» **Task item**
Pick out every line in the data below that holds "flush".

» **Exercise input**

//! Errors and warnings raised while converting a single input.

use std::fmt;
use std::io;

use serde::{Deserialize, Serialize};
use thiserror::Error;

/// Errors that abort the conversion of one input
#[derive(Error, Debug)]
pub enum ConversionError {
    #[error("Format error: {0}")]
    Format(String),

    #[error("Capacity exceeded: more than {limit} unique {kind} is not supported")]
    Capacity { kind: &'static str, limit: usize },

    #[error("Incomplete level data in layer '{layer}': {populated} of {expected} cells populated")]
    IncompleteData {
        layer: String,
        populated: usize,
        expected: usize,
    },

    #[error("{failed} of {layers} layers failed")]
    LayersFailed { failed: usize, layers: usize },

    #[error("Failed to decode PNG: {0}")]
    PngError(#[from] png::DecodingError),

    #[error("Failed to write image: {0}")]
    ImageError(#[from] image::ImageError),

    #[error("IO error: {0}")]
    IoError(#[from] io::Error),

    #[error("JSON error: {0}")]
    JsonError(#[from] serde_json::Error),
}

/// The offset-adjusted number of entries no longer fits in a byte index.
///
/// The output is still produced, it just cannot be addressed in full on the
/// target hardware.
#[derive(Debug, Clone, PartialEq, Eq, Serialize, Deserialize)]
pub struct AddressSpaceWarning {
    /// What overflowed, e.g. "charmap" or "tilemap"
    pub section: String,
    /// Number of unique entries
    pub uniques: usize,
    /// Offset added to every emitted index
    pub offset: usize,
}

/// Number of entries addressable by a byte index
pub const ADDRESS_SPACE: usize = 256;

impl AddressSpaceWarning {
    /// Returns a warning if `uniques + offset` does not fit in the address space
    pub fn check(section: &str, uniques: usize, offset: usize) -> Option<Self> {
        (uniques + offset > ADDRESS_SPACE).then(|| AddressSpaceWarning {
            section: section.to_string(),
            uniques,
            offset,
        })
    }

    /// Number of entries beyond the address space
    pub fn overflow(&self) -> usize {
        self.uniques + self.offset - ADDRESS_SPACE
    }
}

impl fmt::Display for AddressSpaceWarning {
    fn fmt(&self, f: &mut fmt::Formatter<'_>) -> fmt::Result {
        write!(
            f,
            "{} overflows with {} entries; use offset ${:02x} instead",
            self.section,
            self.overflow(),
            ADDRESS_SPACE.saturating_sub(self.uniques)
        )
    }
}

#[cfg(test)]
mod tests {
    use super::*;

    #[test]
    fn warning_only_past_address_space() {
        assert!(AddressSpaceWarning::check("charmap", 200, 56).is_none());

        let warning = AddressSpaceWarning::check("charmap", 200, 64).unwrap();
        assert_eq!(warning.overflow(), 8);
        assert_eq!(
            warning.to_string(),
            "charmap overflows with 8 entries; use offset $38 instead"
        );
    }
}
---
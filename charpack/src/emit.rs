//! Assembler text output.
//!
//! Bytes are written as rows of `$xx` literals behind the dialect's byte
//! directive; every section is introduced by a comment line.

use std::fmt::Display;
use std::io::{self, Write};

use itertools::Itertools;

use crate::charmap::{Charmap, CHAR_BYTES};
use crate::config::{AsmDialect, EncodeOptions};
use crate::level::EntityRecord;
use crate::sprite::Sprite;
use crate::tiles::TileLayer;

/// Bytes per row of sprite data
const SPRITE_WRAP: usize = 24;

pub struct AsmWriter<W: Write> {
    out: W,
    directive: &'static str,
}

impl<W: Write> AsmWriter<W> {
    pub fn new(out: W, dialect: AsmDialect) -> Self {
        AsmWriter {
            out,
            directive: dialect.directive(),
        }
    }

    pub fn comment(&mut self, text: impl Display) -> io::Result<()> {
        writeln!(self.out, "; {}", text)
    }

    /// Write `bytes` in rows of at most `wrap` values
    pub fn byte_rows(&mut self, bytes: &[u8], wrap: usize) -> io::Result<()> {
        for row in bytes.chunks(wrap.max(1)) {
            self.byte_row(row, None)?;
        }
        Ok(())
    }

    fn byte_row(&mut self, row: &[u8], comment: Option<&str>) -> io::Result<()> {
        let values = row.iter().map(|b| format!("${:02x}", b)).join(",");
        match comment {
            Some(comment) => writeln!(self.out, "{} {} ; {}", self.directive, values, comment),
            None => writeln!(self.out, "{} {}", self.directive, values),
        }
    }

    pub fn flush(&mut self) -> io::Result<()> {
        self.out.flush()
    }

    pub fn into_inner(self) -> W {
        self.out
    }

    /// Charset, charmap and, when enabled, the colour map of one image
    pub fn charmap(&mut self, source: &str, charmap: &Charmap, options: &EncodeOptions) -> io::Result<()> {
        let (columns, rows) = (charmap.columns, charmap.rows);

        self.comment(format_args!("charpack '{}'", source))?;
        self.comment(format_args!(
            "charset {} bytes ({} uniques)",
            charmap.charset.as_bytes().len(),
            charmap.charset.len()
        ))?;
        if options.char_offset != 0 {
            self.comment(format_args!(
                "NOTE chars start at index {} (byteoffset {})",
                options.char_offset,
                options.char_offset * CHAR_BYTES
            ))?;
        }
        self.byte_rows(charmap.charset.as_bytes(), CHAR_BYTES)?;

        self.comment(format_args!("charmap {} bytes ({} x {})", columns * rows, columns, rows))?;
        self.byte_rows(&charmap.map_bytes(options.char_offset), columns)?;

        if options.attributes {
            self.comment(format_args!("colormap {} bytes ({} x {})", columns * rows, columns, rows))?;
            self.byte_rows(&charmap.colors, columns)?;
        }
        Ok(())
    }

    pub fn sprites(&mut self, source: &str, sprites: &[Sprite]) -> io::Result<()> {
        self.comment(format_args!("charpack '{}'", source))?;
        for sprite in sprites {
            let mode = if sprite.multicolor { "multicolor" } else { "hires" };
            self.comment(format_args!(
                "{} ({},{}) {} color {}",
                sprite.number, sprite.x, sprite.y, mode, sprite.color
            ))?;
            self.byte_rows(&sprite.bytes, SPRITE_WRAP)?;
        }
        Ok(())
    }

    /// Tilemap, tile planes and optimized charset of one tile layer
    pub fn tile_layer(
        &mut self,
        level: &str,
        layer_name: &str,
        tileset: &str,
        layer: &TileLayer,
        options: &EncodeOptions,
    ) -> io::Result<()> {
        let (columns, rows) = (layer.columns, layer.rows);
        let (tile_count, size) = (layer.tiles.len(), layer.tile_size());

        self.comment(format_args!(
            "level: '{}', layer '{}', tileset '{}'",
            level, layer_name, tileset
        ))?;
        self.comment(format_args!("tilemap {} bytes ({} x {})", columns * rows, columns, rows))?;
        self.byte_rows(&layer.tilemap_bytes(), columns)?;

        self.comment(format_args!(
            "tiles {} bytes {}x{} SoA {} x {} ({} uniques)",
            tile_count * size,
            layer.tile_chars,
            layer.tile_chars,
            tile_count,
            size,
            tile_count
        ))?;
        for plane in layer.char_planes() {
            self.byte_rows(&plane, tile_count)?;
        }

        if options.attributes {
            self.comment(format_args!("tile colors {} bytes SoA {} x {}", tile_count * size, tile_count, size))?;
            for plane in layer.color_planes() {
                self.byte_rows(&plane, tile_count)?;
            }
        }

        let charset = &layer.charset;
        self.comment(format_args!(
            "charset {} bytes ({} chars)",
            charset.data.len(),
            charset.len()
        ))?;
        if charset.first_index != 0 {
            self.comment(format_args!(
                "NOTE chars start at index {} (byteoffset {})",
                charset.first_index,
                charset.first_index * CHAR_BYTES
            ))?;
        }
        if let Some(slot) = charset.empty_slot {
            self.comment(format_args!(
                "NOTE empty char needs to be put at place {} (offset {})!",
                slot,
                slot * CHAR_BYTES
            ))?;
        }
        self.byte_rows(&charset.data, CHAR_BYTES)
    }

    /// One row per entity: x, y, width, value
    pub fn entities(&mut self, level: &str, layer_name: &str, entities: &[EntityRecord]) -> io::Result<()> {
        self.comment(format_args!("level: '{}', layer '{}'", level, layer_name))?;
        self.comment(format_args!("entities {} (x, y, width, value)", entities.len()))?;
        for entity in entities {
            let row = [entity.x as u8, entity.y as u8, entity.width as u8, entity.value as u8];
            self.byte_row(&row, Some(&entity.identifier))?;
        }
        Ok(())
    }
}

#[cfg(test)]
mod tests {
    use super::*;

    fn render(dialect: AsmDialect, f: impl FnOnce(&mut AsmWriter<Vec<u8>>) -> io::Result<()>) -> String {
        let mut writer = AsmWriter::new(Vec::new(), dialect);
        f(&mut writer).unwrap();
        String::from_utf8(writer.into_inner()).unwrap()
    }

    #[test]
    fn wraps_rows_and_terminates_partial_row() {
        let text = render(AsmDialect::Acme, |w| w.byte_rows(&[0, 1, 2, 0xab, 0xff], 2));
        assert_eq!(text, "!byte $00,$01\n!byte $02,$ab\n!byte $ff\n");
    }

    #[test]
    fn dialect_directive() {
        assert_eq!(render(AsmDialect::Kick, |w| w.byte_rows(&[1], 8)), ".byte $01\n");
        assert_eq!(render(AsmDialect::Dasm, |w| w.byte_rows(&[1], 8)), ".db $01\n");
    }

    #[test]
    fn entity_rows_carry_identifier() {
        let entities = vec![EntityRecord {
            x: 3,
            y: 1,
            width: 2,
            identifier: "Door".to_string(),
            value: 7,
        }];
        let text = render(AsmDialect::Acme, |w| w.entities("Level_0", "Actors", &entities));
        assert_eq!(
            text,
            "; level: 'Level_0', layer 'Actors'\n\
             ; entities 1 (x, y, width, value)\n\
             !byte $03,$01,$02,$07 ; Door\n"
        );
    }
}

» **Expected answer**
    pub fn flush(&mut self) -> io::Result<()> {
        self.out.flush()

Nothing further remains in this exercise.